The NARR levels are “big buckets,” meaning much variability exists within each level. Given changing market trends and state laws, “big buckets” allow for diversity, flexibility, and responsiveness in the marketplace while empowering consumer and referral agent choices. One level is not better than another. They are just different and serve different populations with additional needs.
Level IV RR
Level IV Recovery Residences integrate the social and medical models using a combination of supervised peer and professional staff. In addition to peer-based recovery support and life skills development, they offer clinical addiction treatment services. While all Level IVs are licensed treatment, not all licensed treatments are Level IV Recovery Residences.

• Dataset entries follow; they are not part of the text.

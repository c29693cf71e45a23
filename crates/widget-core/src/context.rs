//! Identity tokens used to match a declared child against the child produced
//! for the same declaration on the previous refresh.

use std::any::{type_name, TypeId};
use std::fmt;
use std::hash::Hash;

use crate::hash::{fold_to_id, hash_one};

/// Identity of a declared child within one parent's child collection.
///
/// Two keys are equal when their id, type and uniqueness flag match and they
/// refer to the same object (or neither refers to one). The reference is only
/// ever compared by address; it is never dereferenced.
///
/// A unique key permits at most one live child; declaring a second child
/// under it in the same session is refused. Non-unique keys match children
/// positionally in declaration order.
#[derive(Clone, Copy, PartialEq, Eq, Hash, Default)]
pub struct ContextKey {
    id: i64,
    type_id: Option<TypeId>,
    type_name: Option<&'static str>,
    is_unique: bool,
    reference: Option<usize>,
}

impl ContextKey {
    /// The key used when a declaration names no context: id 0, no type,
    /// non-unique.
    pub const fn none() -> Self {
        Self {
            id: 0,
            type_id: None,
            type_name: None,
            is_unique: false,
            reference: None,
        }
    }

    /// A unique key from a plain integer id.
    pub const fn id(id: i64) -> Self {
        Self {
            id,
            type_id: None,
            type_name: None,
            is_unique: true,
            reference: None,
        }
    }

    /// A unique key derived from the hash of a value. Values of different
    /// types never collide, even if their hashes do.
    pub fn value<T: Hash + 'static>(value: &T) -> Self {
        Self {
            id: fold_to_id(hash_one(value)),
            type_id: Some(TypeId::of::<T>()),
            type_name: Some(type_name::<T>()),
            is_unique: true,
            reference: None,
        }
    }

    /// A unique key bound to the identity (address) of `target`.
    pub fn reference<T: ?Sized + 'static>(target: &T) -> Self {
        let address = target as *const T as *const () as usize;
        Self {
            id: address as i64,
            type_id: Some(TypeId::of::<T>()),
            type_name: Some(type_name::<T>()),
            is_unique: true,
            reference: Some(address),
        }
    }

    /// Returns a copy of this key that permits several children.
    #[must_use]
    pub const fn shared(mut self) -> Self {
        self.is_unique = false;
        self
    }

    /// Returns a copy of this key that permits a single child.
    #[must_use]
    pub const fn unique(mut self) -> Self {
        self.is_unique = true;
        self
    }

    pub fn raw_id(&self) -> i64 {
        self.id
    }

    pub fn type_id(&self) -> Option<TypeId> {
        self.type_id
    }

    pub fn is_unique(&self) -> bool {
        self.is_unique
    }

    pub fn reference_address(&self) -> Option<usize> {
        self.reference
    }
}

impl fmt::Debug for ContextKey {
    fn fmt(&self, f: &mut fmt::Formatter<'_>) -> fmt::Result {
        write!(f, "ContextKey({}", self.id)?;
        if let Some(name) = self.type_name {
            write!(f, ":{name}")?;
        }
        if let Some(address) = self.reference {
            write!(f, "@{address:#x}")?;
        }
        if self.is_unique {
            f.write_str(" unique")?;
        }
        f.write_str(")")
    }
}

#[cfg(test)]
#[path = "tests/context_tests.rs"]
mod tests;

Examples of Level IVs are Extended Aftercare, Therapeutic Communities as well as the ”Florida Models” that integrate social model recovery.
Level III RR
Level III Recovery Residences provide weekly, structured programming that includes peer-recovery support services (e.g., recovery and resiliency groups or person-centered recovery planning) and life skills development (e.g., job readiness or budgeting). Staff are supervised, trained or credentialed, and are often graduates of the program. Level IIIs are designed to support people who need extended lengths of support at a higher level of intensity than what Level Is and IIs provide. Level IIIs go by various names. They can be licensed or unlicensed, depending on state laws.
Level II RR
Level II Recovery Residences, often called sober homes or sober living, are alcohol- and drug-free recovery housing that use house standards, rules, and peer accountability to maintain safe, healthy, and structured living environments. Senior residents are often appointed as the head of the household, frequently called the House Manager. To serve higher need populations, such as transitional-aged youth with opioid use disorders, some Level IIIs have begun to add person-centered support and life skills development without the service intensity and staffing structure of Level IIIs.
Level I RR
Level I Recovery Residences are democratically run alcohol- and drug-free recovery homes. Oxford Houses ™ is the most widely known example and is included in SAMHSA’s National Registry of Evidence-based Programs and Practices (NREBPP). Level 2s, Level 1s maintain a recovery culture and community through behavioral standards, house rules, and peer accountability. The critical difference is that Level 1s are democratically governed.